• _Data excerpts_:
------------------------

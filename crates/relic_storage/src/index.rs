//! Bidirectional entity↔component index with cached selections.
//!
//! Two side mappings are kept in lockstep: entity → set of component
//! descriptors, and descriptor → set of entities. Set-intersection queries
//! answer "which entities hold every descriptor in this set", and their
//! results may be cached per descriptor set. The cache is a derived
//! projection, never the source of truth: any mutation touching a
//! descriptor drops every cached selection mentioning it.

use std::collections::{BTreeSet, HashMap};
use std::sync::Arc;

use relic_foundation::{
    ComponentTypeId, Entity, IdExhausted, RegisterError, SelectionId, UnregisterError,
};

use crate::id_pool::IdPool;

/// An immutable query result.
///
/// Selections are values produced at a point in time: later mutation of the
/// index does not change an issued selection, only whether its cached
/// backing may be reused. The core owns the backing array; the caller owns
/// the handle and must release it with
/// [`RelationalIndex::free_selection`] when done.
#[derive(Debug, Clone)]
pub struct Selection {
    handle: SelectionId,
    entities: Arc<[Entity]>,
}

impl Selection {
    /// Returns the handle to pass to the release call.
    #[must_use]
    pub fn handle(&self) -> SelectionId {
        self.handle
    }

    /// Returns the selected entities, ascending by identifier.
    #[must_use]
    pub fn entities(&self) -> &[Entity] {
        &self.entities
    }

    /// Returns the number of selected entities.
    #[must_use]
    pub fn len(&self) -> usize {
        self.entities.len()
    }

    /// Returns true if no entities were selected.
    #[must_use]
    pub fn is_empty(&self) -> bool {
        self.entities.is_empty()
    }

    /// Returns true if the selection contains the entity.
    #[must_use]
    pub fn contains(&self, entity: Entity) -> bool {
        self.entities.binary_search(&entity).is_ok()
    }
}

/// Bidirectional entity↔component relational index.
///
/// Records which component types each entity currently holds and answers
/// set-intersection queries over that relation. Batch mutations report one
/// result per element and are not atomic.
#[derive(Debug, Clone, Default)]
pub struct RelationalIndex {
    /// Entity → descriptors it holds.
    forward: HashMap<Entity, BTreeSet<ComponentTypeId>>,
    /// Descriptor → entities holding it. Keys exist only while at least one
    /// entity holds the descriptor.
    reverse: HashMap<ComponentTypeId, BTreeSet<Entity>>,
    /// Cached query results, keyed by the sorted, deduplicated descriptor set.
    cache: HashMap<Vec<ComponentTypeId>, Arc<[Entity]>>,
    /// Live selections by handle.
    selections: HashMap<SelectionId, Arc<[Entity]>>,
    selection_ids: IdPool,
}

impl RelationalIndex {
    /// Creates a new empty index.
    #[must_use]
    pub fn new() -> Self {
        Self::default()
    }

    /// Records that the entity holds the component type.
    ///
    /// # Errors
    ///
    /// Returns [`RegisterError::AlreadyRegistered`] if the association
    /// already exists; nothing changes in that case.
    pub fn register(
        &mut self,
        entity: Entity,
        component: ComponentTypeId,
    ) -> Result<(), RegisterError> {
        let held = self.forward.entry(entity).or_default();
        if !held.insert(component) {
            return Err(RegisterError::AlreadyRegistered);
        }
        self.reverse.entry(component).or_default().insert(entity);
        self.invalidate(component);
        Ok(())
    }

    /// Records several associations for one entity, one result per element.
    ///
    /// The batch is not atomic: each element succeeds or fails on its own.
    pub fn register_batch(
        &mut self,
        entity: Entity,
        components: &[ComponentTypeId],
    ) -> Vec<Result<(), RegisterError>> {
        components
            .iter()
            .map(|&c| self.register(entity, c))
            .collect()
    }

    /// Removes the association between the entity and the component type.
    ///
    /// # Errors
    ///
    /// - [`UnregisterError::ComponentNotFound`] if no entity at all holds
    ///   the descriptor.
    /// - [`UnregisterError::NotRegistered`] if the descriptor is held, but
    ///   not by this entity.
    pub fn unregister(
        &mut self,
        entity: Entity,
        component: ComponentTypeId,
    ) -> Result<(), UnregisterError> {
        let holders = self
            .reverse
            .get_mut(&component)
            .ok_or(UnregisterError::ComponentNotFound)?;
        if !holders.remove(&entity) {
            return Err(UnregisterError::NotRegistered);
        }
        if holders.is_empty() {
            self.reverse.remove(&component);
        }

        if let Some(held) = self.forward.get_mut(&entity) {
            held.remove(&component);
            if held.is_empty() {
                self.forward.remove(&entity);
            }
        }
        self.invalidate(component);
        Ok(())
    }

    /// Removes several associations for one entity, one result per element.
    ///
    /// The batch is not atomic: each element succeeds or fails on its own.
    pub fn unregister_batch(
        &mut self,
        entity: Entity,
        components: &[ComponentTypeId],
    ) -> Vec<Result<(), UnregisterError>> {
        components
            .iter()
            .map(|&c| self.unregister(entity, c))
            .collect()
    }

    /// Removes every association of the entity.
    ///
    /// Intended for entity teardown; unknown entities are a no-op.
    pub fn on_entity_removed(&mut self, entity: Entity) {
        let Some(held) = self.forward.remove(&entity) else {
            return;
        };
        for component in held {
            if let Some(holders) = self.reverse.get_mut(&component) {
                holders.remove(&entity);
                if holders.is_empty() {
                    self.reverse.remove(&component);
                }
            }
            self.invalidate(component);
        }
    }

    /// Removes every association involving the component type.
    ///
    /// Intended for storage teardown; descriptors unknown to the index are
    /// a no-op.
    pub fn on_storage_released(&mut self, component: ComponentTypeId) {
        let Some(holders) = self.reverse.remove(&component) else {
            return;
        };
        for entity in holders {
            if let Some(held) = self.forward.get_mut(&entity) {
                held.remove(&component);
                if held.is_empty() {
                    self.forward.remove(&entity);
                }
            }
        }
        self.invalidate(component);
    }

    /// Returns true if the entity holds the component type.
    #[must_use]
    pub fn holds(&self, entity: Entity, component: ComponentTypeId) -> bool {
        self.forward
            .get(&entity)
            .is_some_and(|held| held.contains(&component))
    }

    /// Enumerates the component types the entity holds, ascending.
    pub fn components_of(&self, entity: Entity) -> impl Iterator<Item = ComponentTypeId> + '_ {
        self.forward
            .get(&entity)
            .into_iter()
            .flat_map(|held| held.iter().copied())
    }

    /// Enumerates the entities holding the component type, ascending.
    pub fn entities_with(&self, component: ComponentTypeId) -> impl Iterator<Item = Entity> + '_ {
        self.reverse
            .get(&component)
            .into_iter()
            .flat_map(|holders| holders.iter().copied())
    }

    /// Selects the entities holding every component type in the set.
    ///
    /// The result is ordered ascending by entity identifier. An empty
    /// requested set selects no entities: the query asks for entities
    /// constrained by the listed descriptors, and listing none expresses no
    /// constraint to satisfy. Descriptors unknown to the index intersect as
    /// empty sets.
    ///
    /// Identical descriptor sets may be answered from a cache; cached or
    /// not, the result is the same. The returned selection stays valid
    /// until passed to [`RelationalIndex::free_selection`].
    ///
    /// # Errors
    ///
    /// Returns [`IdExhausted`] if the selection-handle space is exhausted.
    pub fn select(&mut self, components: &[ComponentTypeId]) -> Result<Selection, IdExhausted> {
        let mut key: Vec<ComponentTypeId> = components.to_vec();
        key.sort_unstable();
        key.dedup();

        let entities: Arc<[Entity]> = if key.is_empty() {
            Arc::from(Vec::new())
        } else if let Some(cached) = self.cache.get(&key) {
            Arc::clone(cached)
        } else {
            let computed: Arc<[Entity]> = self.intersect(&key).into();
            self.cache.insert(key, Arc::clone(&computed));
            computed
        };

        let handle = SelectionId::new(self.selection_ids.next_available()?);
        self.selections.insert(handle, Arc::clone(&entities));
        Ok(Selection { handle, entities })
    }

    /// Releases the backing array of a previously returned selection.
    ///
    /// Returns false if the handle does not name a live selection. The
    /// handle must not be used again after release.
    pub fn free_selection(&mut self, handle: SelectionId) -> bool {
        if self.selections.remove(&handle).is_some() {
            self.selection_ids.free(handle.id);
            true
        } else {
            false
        }
    }

    /// Returns the number of selections issued and not yet freed.
    #[must_use]
    pub fn live_selections(&self) -> usize {
        self.selections.len()
    }

    /// Returns the number of query results currently cached.
    #[must_use]
    pub fn cached_selections(&self) -> usize {
        self.cache.len()
    }

    /// Drops all associations, cached results, and live selections.
    pub fn clear(&mut self) {
        self.forward.clear();
        self.reverse.clear();
        self.cache.clear();
        self.selections.clear();
        self.selection_ids.clear();
    }

    /// Intersects the per-descriptor entity sets for a sorted, deduplicated,
    /// non-empty key.
    fn intersect(&self, key: &[ComponentTypeId]) -> Vec<Entity> {
        let mut sets = Vec::with_capacity(key.len());
        for component in key {
            match self.reverse.get(component) {
                Some(holders) => sets.push(holders),
                None => return Vec::new(),
            }
        }
        // Walk the smallest set in ascending order and probe the rest, so
        // the result comes out sorted by entity id.
        let (smallest, rest): (_, Vec<&BTreeSet<Entity>>) = {
            let idx = sets
                .iter()
                .enumerate()
                .min_by_key(|(_, s)| s.len())
                .map_or(0, |(i, _)| i);
            let smallest = sets[idx];
            let rest = sets
                .iter()
                .enumerate()
                .filter(|&(i, _)| i != idx)
                .map(|(_, &s)| s)
                .collect();
            (smallest, rest)
        };
        smallest
            .iter()
            .copied()
            .filter(|e| rest.iter().all(|s| s.contains(e)))
            .collect()
    }

    /// Drops every cached selection whose descriptor set mentions the
    /// component type.
    fn invalidate(&mut self, component: ComponentTypeId) {
        self.cache.retain(|key, _| !key.contains(&component));
    }
}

------------------------

• _WORK ORDER_:
Scan the records above for the string "smallest", then report every line that contains it.

• _ANSWER BELOW_:
        // Walk the smallest set in ascending order and probe the rest, so
        let (smallest, rest): (_, Vec<&BTreeSet<Entity>>) = {
            let smallest = sets[idx];
            (smallest, rest)
        smallest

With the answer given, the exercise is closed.